[Internet du Milieu] Les chinoises revendiquent l'accès aux produits d'hygiène féminine à bord des TGV
« Mes règles se sont déclenchées plus tôt que prévu lors de mon voyage en TGV. L’équipage m'a informée qu'il n’y avait pas de serviettes hygiéniques en vente, mais a tout de même réussi à m'en fournir une. » Le 15 septembre, une internaute chinoise confie sur Weibo ses mésaventures du jour. Selon son témoignage, ce n’était pas la première fois que cela lui arrivait. « Ce n’est pas pratique pour les femmes, notamment celles qui souffrent d'un cycle menstruel irrégulier. J'ai donc contacté le service client concernant l'accès aux produits d'hygiène féminine à bord des TGV, mais ils n'ont rien promis », a poursuit la jeune femme.

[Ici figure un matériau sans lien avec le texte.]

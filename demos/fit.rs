//! Fits the reference arch of eight points and prints the resulting curves.
//!
//! Usage:
//! ```text
//! cargo run --example fit                 # precision 5.0
//! cargo run --example fit -- 0.5          # custom precision
//! RUST_LOG=bezier_approx=trace cargo run --example fit
//! ```

use bezier_approx::tessellation::{TessellateFit, TessellationParams};
use bezier_approx::{fit_segment, fit_sequence, BezierApproxError, CubicBezier, Point2};

fn main() -> Result<(), BezierApproxError> {
    // Default: WARN for everything, INFO for bezier_approx.
    let env_filter = tracing_subscriber::EnvFilter::from_default_env()
        .add_directive(tracing_subscriber::filter::LevelFilter::WARN.into())
        .add_directive("fit=info".parse().unwrap_or_default())
        .add_directive("bezier_approx=info".parse().unwrap_or_default());
    tracing_subscriber::fmt().with_env_filter(env_filter).init();

    let precision = std::env::args()
        .nth(1)
        .and_then(|arg| arg.parse::<f64>().ok())
        .unwrap_or(5.0);

    let arch = CubicBezier::new(
        Point2::new(0.0, 0.0),
        Point2::new(1.0, 2.0),
        Point2::new(2.0, 2.0),
        Point2::new(3.0, 0.0),
    );
    let mid = arch.evaluate(0.5);
    println!("arch(0.5) = ({:.4}, {:.4})", mid.x, mid.y);

    let points = [
        Point2::new(50.0, 300.0),
        Point2::new(65.0, 240.12),
        Point2::new(110.0, 139.60),
        Point2::new(170.0, 132.80),
        Point2::new(230.0, 181.20),
        Point2::new(290.0, 186.40),
        Point2::new(335.0, 102.76),
        Point2::new(350.0, 50.0),
    ];

    let single = fit_segment(&points, 0, points.len() - 1)?;
    println!(
        "single curve: max error {:.3} at point {}",
        single.max_error, single.max_error_index
    );
    print_curve(&single.curve);

    let result = fit_sequence(&points, precision)?;
    println!("{} curve(s) at precision {precision}:", result.len());
    for curve in &result {
        print_curve(curve);
    }

    let polyline = TessellateFit::new(&result, TessellationParams::default()).execute()?;
    println!("tessellated into {} points", polyline.points.len());
    Ok(())
}

fn print_curve(curve: &CubicBezier) {
    let [p0, p1, p2, p3] = curve.control_points();
    println!(
        "  ({:.2}, {:.2}) ({:.2}, {:.2}) ({:.2}, {:.2}) ({:.2}, {:.2})",
        p0.x, p0.y, p1.x, p1.y, p2.x, p2.y, p3.x, p3.y
    );
}
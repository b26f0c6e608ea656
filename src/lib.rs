//! Approximates a sampled 2-D polyline with a short sequence of cubic Bezier
//! curves, each staying within a caller-chosen distance of the points it covers.
//!
//! ```
//! use bezier_approx::{fit_sequence, Point2};
//!
//! let points = [
//!     Point2::new(0.0, 0.0),
//!     Point2::new(1.0, 1.5),
//!     Point2::new(2.0, 2.0),
//!     Point2::new(3.0, 1.5),
//!     Point2::new(4.0, 0.0),
//! ];
//! let result = fit_sequence(&points, 0.5)?;
//! assert_eq!(result.start(), Some(points[0]));
//! assert_eq!(result.end(), Some(points[4]));
//! # Ok::<(), bezier_approx::BezierApproxError>(())
//! ```

pub mod error;
pub mod ffi;
pub mod geometry;
pub mod math;
pub mod operations;
pub mod tessellation;

pub use error::{BezierApproxError, Result};
pub use geometry::{CubicBezier, Curve, PointSequence};
pub use math::{Point2, Vector2};
pub use operations::fit::{
    fit_segment, fit_sequence, FitParams, FitResult, FitSegment, FitSequence, SegmentFit,
};
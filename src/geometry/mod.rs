pub mod curve;
pub mod point_sequence;

pub use curve::{CubicBezier, Curve, CurveDomain};
pub use point_sequence::PointSequence;
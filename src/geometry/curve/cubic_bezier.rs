use crate::math::bernstein::{cubic_basis, quadratic_basis};
use crate::math::{Point2, Vector2};

use super::{Curve, CurveDomain};

/// A planar cubic Bezier curve defined by four control points.
///
/// The parametric form is
/// `B(t) = (1-t)^3 P0 + 3(1-t)^2 t P1 + 3(1-t) t^2 P2 + t^3 P3`.
/// The curve passes through `p0` at `t = 0` and `p3` at `t = 1`; `p1` and `p2`
/// shape the end tangents and are not required to lie near the curve.
#[derive(Debug, Clone, Copy, PartialEq)]
pub struct CubicBezier {
    pub p0: Point2,
    pub p1: Point2,
    pub p2: Point2,
    pub p3: Point2,
}

impl CubicBezier {
    /// Creates a curve from its four control points.
    #[must_use]
    pub fn new(p0: Point2, p1: Point2, p2: Point2, p3: Point2) -> Self {
        Self { p0, p1, p2, p3 }
    }

    /// Creates the straight segment from `p0` to `p3`, with the interior
    /// control points at one and two thirds of the chord.
    ///
    /// Evaluating this curve at `t` yields `p0 + t * (p3 - p0)`.
    #[must_use]
    pub fn line(p0: Point2, p3: Point2) -> Self {
        let chord = p3 - p0;
        Self {
            p0,
            p1: p0 + chord / 3.0,
            p2: p0 + chord * (2.0 / 3.0),
            p3,
        }
    }

    /// Returns the control points in order.
    #[must_use]
    pub fn control_points(&self) -> [Point2; 4] {
        [self.p0, self.p1, self.p2, self.p3]
    }

    /// Evaluates the curve at `t` in closed form.
    ///
    /// `t` is not clamped: values outside `[0, 1]` extrapolate the polynomial.
    #[must_use]
    pub fn evaluate(&self, t: f64) -> Point2 {
        let [b0, b1, b2, b3] = cubic_basis(t);
        Point2::from(
            self.p0.coords * b0 + self.p1.coords * b1 + self.p2.coords * b2 + self.p3.coords * b3,
        )
    }

    /// First derivative `B'(t)`.
    #[must_use]
    pub fn derivative(&self, t: f64) -> Vector2 {
        let [b0, b1, b2] = quadratic_basis(t);
        ((self.p1 - self.p0) * b0 + (self.p2 - self.p1) * b1 + (self.p3 - self.p2) * b2) * 3.0
    }

    /// Second derivative `B''(t)`.
    #[must_use]
    pub fn second_derivative(&self, t: f64) -> Vector2 {
        let [d0, d1] = self.second_differences();
        (d0 * (1.0 - t) + d1 * t) * 6.0
    }

    /// Second differences of the control polygon, `P0 - 2P1 + P2` and `P1 - 2P2 + P3`.
    #[must_use]
    pub fn second_differences(&self) -> [Vector2; 2] {
        [
            self.p0.coords - self.p1.coords * 2.0 + self.p2.coords,
            self.p1.coords - self.p2.coords * 2.0 + self.p3.coords,
        ]
    }
}

impl Curve for CubicBezier {
    fn evaluate(&self, t: f64) -> Point2 {
        CubicBezier::evaluate(self, t)
    }

    fn derivative(&self, t: f64) -> Vector2 {
        CubicBezier::derivative(self, t)
    }

    fn second_derivative_bound(&self) -> f64 {
        // B'' interpolates linearly between its end values, so its norm peaks at an end.
        let [d0, d1] = self.second_differences();
        6.0 * d0.norm().max(d1.norm())
    }

    fn domain(&self) -> CurveDomain {
        CurveDomain::unit()
    }

    fn is_closed(&self) -> bool {
        self.p0 == self.p3
    }
}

Le message a été posté sur les réseaux sociaux. Si certaines internautes ont approuvé l’idée en partageant des expériences similaires, d’autres l’ont jugée capricieuse, lui suggérant d’être un peu plus « prévoyante dans la vie ». Face à la vague de réactions, la Société chinoise des chemins de fers s’est sentie obligée d’intervenir en précisant que « les serviettes hygiéniques sont des produits personnels et n’ont pas vocation à être vendues dans les transports publics ».
« La société n’a pas à payer pour les besoins féminins »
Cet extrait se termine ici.